“You’d be surprised how many Americans there are in London. Lady Randolph Churchill for one. You’ll fit right in. More to the point . . . what idiot told you you’re overgrown?” he demanded, sounding every inch the outraged English lordling. “You’re just the right height.”
“For getting things off high shelves?” Emmie couldn’t help herself; she always spouted nonsense when she was nervous.
“No,” he said firmly, looking at her in a way that proved just how well-matched they were in height. In her thick-heeled rubber boots, they were practically nose to nose. And lip to lip. He brushed a strand of stray hair out of her face, his hand cupping her cheek. “For this.”
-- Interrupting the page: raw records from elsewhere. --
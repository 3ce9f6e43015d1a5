//! Temporary per-hostname unlocks.
//!
//! The ledger is just a map of hostname to expiry (epoch milliseconds).
//! There is no timer: every query compares against the `now` the caller
//! passes in, so reloading the map at start-up restores it exactly.

use chrono::{DateTime, Duration, Utc};
use serde::{Deserialize, Serialize};
use std::collections::HashMap;

use crate::domain::normalize;

/// How long a completed challenge unlocks a hostname.
pub const OVERRIDE_DURATION_MS: i64 = 10 * 60 * 1000;

pub fn override_duration() -> Duration {
    Duration::milliseconds(OVERRIDE_DURATION_MS)
}

#[derive(Debug, Clone, Copy, PartialEq, Eq, Serialize, Deserialize)]
pub struct OverrideEntry {
    #[serde(rename = "expiresAt")]
    pub expires_at_ms: i64,
}

impl OverrideEntry {
    pub fn is_active(&self, now: DateTime<Utc>) -> bool {
        now.timestamp_millis() < self.expires_at_ms
    }
}

#[derive(Debug, Clone, Default, PartialEq, Serialize, Deserialize)]
#[serde(transparent)]
pub struct OverrideLedger {
    entries: HashMap<String, OverrideEntry>,
}

impl OverrideLedger {
    pub fn new() -> Self {
        Self::default()
    }

    /// Rebuild from persisted `(hostname, expires_at_ms)` pairs.
    pub fn from_entries<I>(entries: I) -> Self
    where
        I: IntoIterator<Item = (String, i64)>,
    {
        Self {
            entries: entries
                .into_iter()
                .map(|(host, expires_at_ms)| (normalize(&host), OverrideEntry { expires_at_ms }))
                .collect(),
        }
    }

    /// Set (or overwrite) the unlock for `hostname` to `now + duration`.
    /// Returns the new expiry.
    pub fn grant(&mut self, hostname: &str, duration: Duration, now: DateTime<Utc>) -> i64 {
        let expires_at_ms = (now + duration).timestamp_millis();
        self.entries
            .insert(normalize(hostname), OverrideEntry { expires_at_ms });
        expires_at_ms
    }

    pub fn is_active(&self, hostname: &str, now: DateTime<Utc>) -> bool {
        self.entries
            .get(&normalize(hostname))
            .is_some_and(|e| e.is_active(now))
    }

    /// Milliseconds left on the unlock, 0 when inactive.
    pub fn remaining_ms(&self, hostname: &str, now: DateTime<Utc>) -> i64 {
        self.entries
            .get(&normalize(hostname))
            .map(|e| (e.expires_at_ms - now.timestamp_millis()).max(0))
            .unwrap_or(0)
    }

    /// Unexpired entries, for display or persistence.
    pub fn active(&self, now: DateTime<Utc>) -> impl Iterator<Item = (&str, i64)> {
        self.entries
            .iter()
            .filter(move |(_, e)| e.is_active(now))
            .map(|(h, e)| (h.as_str(), e.expires_at_ms))
    }

    /// Drop expired entries. Never required for correctness.
    pub fn prune(&mut self, now: DateTime<Utc>) -> usize {
        let before = self.entries.len();
        self.entries.retain(|_, e| e.is_active(now));
        before - self.entries.len()
    }

    pub fn len(&self) -> usize {
        self.entries.len()
    }

    pub fn is_empty(&self) -> bool {
        self.entries.is_empty()
    }
}

#[cfg(test)]
mod tests {
    use super::*;
    use chrono::TimeZone;

    fn t0() -> DateTime<Utc> {
        Utc.with_ymd_and_hms(2024, 5, 1, 9, 0, 0).unwrap()
    }

    #[test]
    fn grant_expires_after_duration() {
        let mut ledger = OverrideLedger::new();
        ledger.grant("youtube.com", Duration::milliseconds(600_000), t0());
        assert!(ledger.is_active("youtube.com", t0()));
        assert!(ledger.is_active("youtube.com", t0() + Duration::minutes(9)));
        assert!(!ledger.is_active("youtube.com", t0() + Duration::minutes(10)));
        assert!(!ledger.is_active("youtube.com", t0() + Duration::minutes(11)));
    }

    #[test]
    fn remaining_counts_down_to_zero() {
        let mut ledger = OverrideLedger::new();
        ledger.grant("x.com", override_duration(), t0());
        assert_eq!(ledger.remaining_ms("x.com", t0()), 600_000);
        assert_eq!(ledger.remaining_ms("x.com", t0() + Duration::minutes(4)), 360_000);
        assert_eq!(ledger.remaining_ms("x.com", t0() + Duration::hours(1)), 0);
        assert_eq!(ledger.remaining_ms("other.com", t0()), 0);
    }

    #[test]
    fn regrant_overwrites() {
        let mut ledger = OverrideLedger::new();
        ledger.grant("x.com", override_duration(), t0());
        let later = t0() + Duration::minutes(30);
        assert!(!ledger.is_active("x.com", later));
        ledger.grant("x.com", override_duration(), later);
        assert!(ledger.is_active("x.com", later));
        assert_eq!(ledger.len(), 1);
    }

    #[test]
    fn keys_are_normalized() {
        let mut ledger = OverrideLedger::new();
        ledger.grant("https://WWW.Reddit.com/r/rust", override_duration(), t0());
        assert!(ledger.is_active("reddit.com", t0()));
        assert!(!ledger.is_active("old.reddit.com", t0()));
    }

    #[test]
    fn prune_and_reload() {
        let mut ledger = OverrideLedger::new();
        ledger.grant("a.com", override_duration(), t0());
        ledger.grant("b.com", Duration::minutes(1), t0());
        let now = t0() + Duration::minutes(2);
        let saved: Vec<(String, i64)> = ledger.active(now).map(|(h, e)| (h.to_string(), e)).collect();
        assert_eq!(saved.len(), 1);

        let reloaded = OverrideLedger::from_entries(saved);
        assert!(reloaded.is_active("a.com", now));
        assert_eq!(ledger.prune(now), 1);
    }

    #[test]
    fn serializes_as_hostname_map() {
        let mut ledger = OverrideLedger::new();
        ledger.grant("a.com", override_duration(), t0());
        let json = serde_json::to_value(&ledger).unwrap();
        assert!(json["a.com"]["expiresAt"].is_i64());
    }
}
“Don’t mind me!” They jolted apart as Nell brushed past them. “Dave’s ditched the Red Cross truck at the gate again. Marie is threatening bodily harm.”
Captain DeWitt pressed the heel of his hand against his eye. “Good Lord, it’s like Euston Station. Is there any privacy?”
“Not much.” Emmie fought a disconcerting tendency to giggle. They’d gone from romance to farce, but, bizarrely, that made her feel better. It made it more real, somehow. More something that might actually happen to her, instead of a woman out of a book. “Come on, we’d best go get the coffee.”
She took his arm, and it felt entirely natural to do so, to walk down the duckwalk together with the sun shining on their heads.
Captain DeWitt—Will, she reminded herself—looked sideways at her. “They’ll all be talking about us now, won’t they?”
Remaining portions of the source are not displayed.